## RECORDED INFORMATION
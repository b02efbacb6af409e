//! Account deletion flow.
//!
//! Deleting an account is a two-step exchange with the policy service:
//! a policy request returns a one-time `remove_account_url`, and a plain
//! GET against that URL performs the deletion.
//!
//! The user is blacklisted for the whole exchange so no regular sync leaks
//! their id while the deletion is pending. If any step fails the blacklist
//! entry is rolled back and syncs resume.

use std::sync::Arc;

use thiserror::Error;
use tracing::{info, instrument, warn};
use url::Url;
use veilsync_domain::Blacklist;

use crate::coordinator::RequestCoordinator;
use crate::transport::{PolicyTransport, TransportError};

/// Why an account deletion did not go through.
#[derive(Debug, Error)]
pub enum AccountDeletionError {
    /// The policy request carrying the deletion URL failed.
    #[error("could not fetch policy settings: {0}")]
    SettingsUnavailable(#[source] TransportError),

    /// The policy service did not return a deletion URL.
    #[error("policy service returned no account removal url")]
    MissingUrl,

    /// The returned deletion URL does not parse.
    #[error("invalid account removal url {url}: {source}")]
    InvalidUrl {
        url: String,
        #[source]
        source: url::ParseError,
    },

    /// The deletion request itself failed.
    #[error("account removal request failed: {0}")]
    Http(#[source] TransportError),

    /// The deletion endpoint answered with a non-2xx status.
    #[error("account removal returned status {status}")]
    Status { status: u16 },
}

/// Drives account deletion for the users known to a coordinator.
#[derive(Clone)]
pub struct AccountDeletion {
    coordinator: RequestCoordinator,
    blacklist: Arc<Blacklist>,
    transport: Arc<dyn PolicyTransport>,
}

impl std::fmt::Debug for AccountDeletion {
    fn fmt(&self, f: &mut std::fmt::Formatter<'_>) -> std::fmt::Result {
        f.debug_struct("AccountDeletion")
            .field("coordinator", &self.coordinator)
            .field("blacklisted", &self.blacklist.len())
            .finish()
    }
}

impl AccountDeletion {
    pub fn new(
        coordinator: RequestCoordinator,
        blacklist: Arc<Blacklist>,
        transport: Arc<dyn PolicyTransport>,
    ) -> Self {
        Self {
            coordinator,
            blacklist,
            transport,
        }
    }

    /// Fetches the one-time deletion URL for `user_id`.
    ///
    /// The request carries only the user id. It bypasses the blacklist and
    /// the throttle, and its response is not committed to the policy cache.
    #[instrument(skip(self))]
    pub async fn deletion_url(&self, user_id: i64) -> Result<Url, AccountDeletionError> {
        let request = self.coordinator.bare_request(user_id);
        let timeout = self.coordinator.settings().request_timeout;

        let snapshot = match tokio::time::timeout(timeout, self.transport.fetch(&request)).await {
            Ok(result) => result.map_err(AccountDeletionError::SettingsUnavailable)?,
            Err(_) => {
                return Err(AccountDeletionError::SettingsUnavailable(
                    TransportError::Timeout { timeout },
                ))
            }
        };

        let raw = snapshot
            .remove_account_url
            .filter(|url| !url.trim().is_empty())
            .ok_or(AccountDeletionError::MissingUrl)?;

        Url::parse(raw.trim())
            .map_err(|source| AccountDeletionError::InvalidUrl { url: raw, source })
    }

    /// Deletes the account of `user_id`.
    ///
    /// On success the user stays blacklisted. On failure the blacklist
    /// entry is removed again so syncs resume.
    #[instrument(skip(self))]
    pub async fn delete_account(&self, user_id: i64) -> Result<(), AccountDeletionError> {
        self.blacklist.add(user_id);

        let result = self.run(user_id).await;
        match &result {
            Ok(()) => info!(user_id, "Account removal accepted"),
            Err(e) => {
                warn!(user_id, error = %e, "Account removal failed");
                self.blacklist.remove(user_id);
            }
        }
        result
    }

    async fn run(&self, user_id: i64) -> Result<(), AccountDeletionError> {
        let url = self.deletion_url(user_id).await?;
        let status = self
            .transport
            .get_status(&url)
            .await
            .map_err(AccountDeletionError::Http)?;

        if (200..300).contains(&status) {
            Ok(())
        } else {
            Err(AccountDeletionError::Status { status })
        }
    }
}

#[cfg(test)]
mod tests {
    use std::sync::Mutex;

    use async_trait::async_trait;
    use tokio::runtime::Handle;
    use veilsync_domain::{
        ClientSessionIds, EntityKind, PendingRequest, PolicyCache, PolicySnapshot,
        RequesterIdentity, TrackedEntity,
    };
    use veilsync_storage::MemoryKeyValueStore;

    use super::*;
    use crate::coordinator::CoordinatorSettings;

    /// Serves a fixed removal URL and a fixed GET status.
    struct DeletionTransport {
        remove_account_url: Option<String>,
        fetch_fails: bool,
        status: u16,
        fetched: Mutex<Vec<PendingRequest>>,
        requested: Mutex<Vec<Url>>,
    }

    impl DeletionTransport {
        fn new(remove_account_url: Option<&str>, status: u16) -> Self {
            Self {
                remove_account_url: remove_account_url.map(str::to_string),
                fetch_fails: false,
                status,
                fetched: Mutex::new(Vec::new()),
                requested: Mutex::new(Vec::new()),
            }
        }
    }

    #[async_trait]
    impl PolicyTransport for DeletionTransport {
        async fn fetch(&self, request: &PendingRequest) -> Result<PolicySnapshot, TransportError> {
            self.fetched.lock().unwrap().push(request.clone());
            if self.fetch_fails {
                return Err(TransportError::Status { status: 502 });
            }
            Ok(PolicySnapshot {
                remove_account_url: self.remove_account_url.clone(),
                ..Default::default()
            })
        }

        async fn get_status(&self, url: &Url) -> Result<u16, TransportError> {
            self.requested.lock().unwrap().push(url.clone());
            Ok(self.status)
        }
    }

    const USER: i64 = 42;

    fn deletion(
        transport: DeletionTransport,
    ) -> (AccountDeletion, Arc<Blacklist>, Arc<DeletionTransport>) {
        let store = MemoryKeyValueStore::new_shared("group.test").unwrap();
        let blacklist = Arc::new(Blacklist::load(store.clone()));
        let transport = Arc::new(transport);
        let coordinator = RequestCoordinator::new(
            Arc::new(PolicyCache::new(store.clone())),
            Arc::clone(&blacklist),
            Arc::new(ClientSessionIds::new(store)),
            transport.clone(),
            CoordinatorSettings::default(),
            Handle::current(),
        );
        coordinator.set_identity(RequesterIdentity::new(USER, "+15550100", "alice"));
        let flow = AccountDeletion::new(coordinator, Arc::clone(&blacklist), transport.clone());
        (flow, blacklist, transport)
    }

    #[tokio::test]
    async fn test_successful_deletion_keeps_user_blacklisted() {
        let (flow, blacklist, transport) =
            deletion(DeletionTransport::new(Some("https://example.org/remove/abc"), 200));

        flow.delete_account(USER).await.unwrap();

        assert!(blacklist.contains(USER));
        assert_eq!(transport.fetched.lock().unwrap()[0].user_id(), USER);
        assert_eq!(
            transport.requested.lock().unwrap()[0].as_str(),
            "https://example.org/remove/abc"
        );
    }

    #[tokio::test]
    async fn test_deletion_request_does_not_upload_tracked_entities() {
        let (flow, _, transport) =
            deletion(DeletionTransport::new(Some("https://example.org/remove/abc"), 200));
        flow.coordinator.add_entity(EntityKind::Group, TrackedEntity::new(-100));
        flow.coordinator.idle().await;

        flow.deletion_url(USER).await.unwrap();

        let fetched = transport.fetched.lock().unwrap();
        assert_eq!(fetched.len(), 2);
        assert!(fetched[0].entities.contains(EntityKind::Group, -100));
        assert_eq!(fetched[1].identity, RequesterIdentity::new(USER, "", ""));
        assert!(fetched[1].entities.is_empty());
    }

    #[tokio::test]
    async fn test_deletion_url_bypasses_blacklist_without_touching_it() {
        let (flow, blacklist, transport) =
            deletion(DeletionTransport::new(Some("https://example.org/remove/abc"), 200));
        blacklist.add(USER);

        let url = flow.deletion_url(USER).await.unwrap();

        assert_eq!(url.as_str(), "https://example.org/remove/abc");
        assert_eq!(transport.fetched.lock().unwrap().len(), 1);
        assert!(transport.requested.lock().unwrap().is_empty());
        assert!(blacklist.contains(USER));
    }

    #[tokio::test]
    async fn test_non_2xx_status_rolls_back_blacklist() {
        let (flow, blacklist, _) =
            deletion(DeletionTransport::new(Some("https://example.org/remove/abc"), 404));

        let err = flow.delete_account(USER).await.unwrap_err();

        assert!(matches!(err, AccountDeletionError::Status { status: 404 }));
        assert!(!blacklist.contains(USER));
    }

    #[tokio::test]
    async fn test_missing_url_rolls_back_blacklist() {
        let (flow, blacklist, transport) = deletion(DeletionTransport::new(None, 200));

        let err = flow.delete_account(USER).await.unwrap_err();

        assert!(matches!(err, AccountDeletionError::MissingUrl));
        assert!(!blacklist.contains(USER));
        assert!(transport.requested.lock().unwrap().is_empty());

        let (flow, _, _) = deletion(DeletionTransport::new(Some("  "), 200));
        assert!(matches!(
            flow.delete_account(USER).await.unwrap_err(),
            AccountDeletionError::MissingUrl
        ));
    }

    #[tokio::test]
    async fn test_invalid_url_is_reported() {
        let (flow, blacklist, _) = deletion(DeletionTransport::new(Some("not a url"), 200));

        let err = flow.delete_account(USER).await.unwrap_err();

        assert!(matches!(err, AccountDeletionError::InvalidUrl { .. }));
        assert!(!blacklist.contains(USER));
    }

    #[tokio::test]
    async fn test_settings_failure_rolls_back_blacklist() {
        let mut transport = DeletionTransport::new(Some("https://example.org/remove/abc"), 200);
        transport.fetch_fails = true;
        let (flow, blacklist, _) = deletion(transport);

        let err = flow.delete_account(USER).await.unwrap_err();

        assert!(matches!(err, AccountDeletionError::SettingsUnavailable(_)));
        assert!(!blacklist.contains(USER));
    }
}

## YOUR GOAL
If a line falls between the first line of the entries and the line containing "use url::Url;", or is one of those two, restate it word for word; leave all other lines out.

## WORKED SOLUTION
repository b02efbacb6af409e
//! Account deletion flow.
//!
//! Deleting an account is a two-step exchange with the policy service:
//! a policy request returns a one-time `remove_account_url`, and a plain
//! GET against that URL performs the deletion.
//!
//! The user is blacklisted for the whole exchange so no regular sync leaks
//! their id while the deletion is pending. If any step fails the blacklist
//! entry is rolled back and syncs resume.

use std::sync::Arc;

use thiserror::Error;
use tracing::{info, instrument, warn};
use url::Url;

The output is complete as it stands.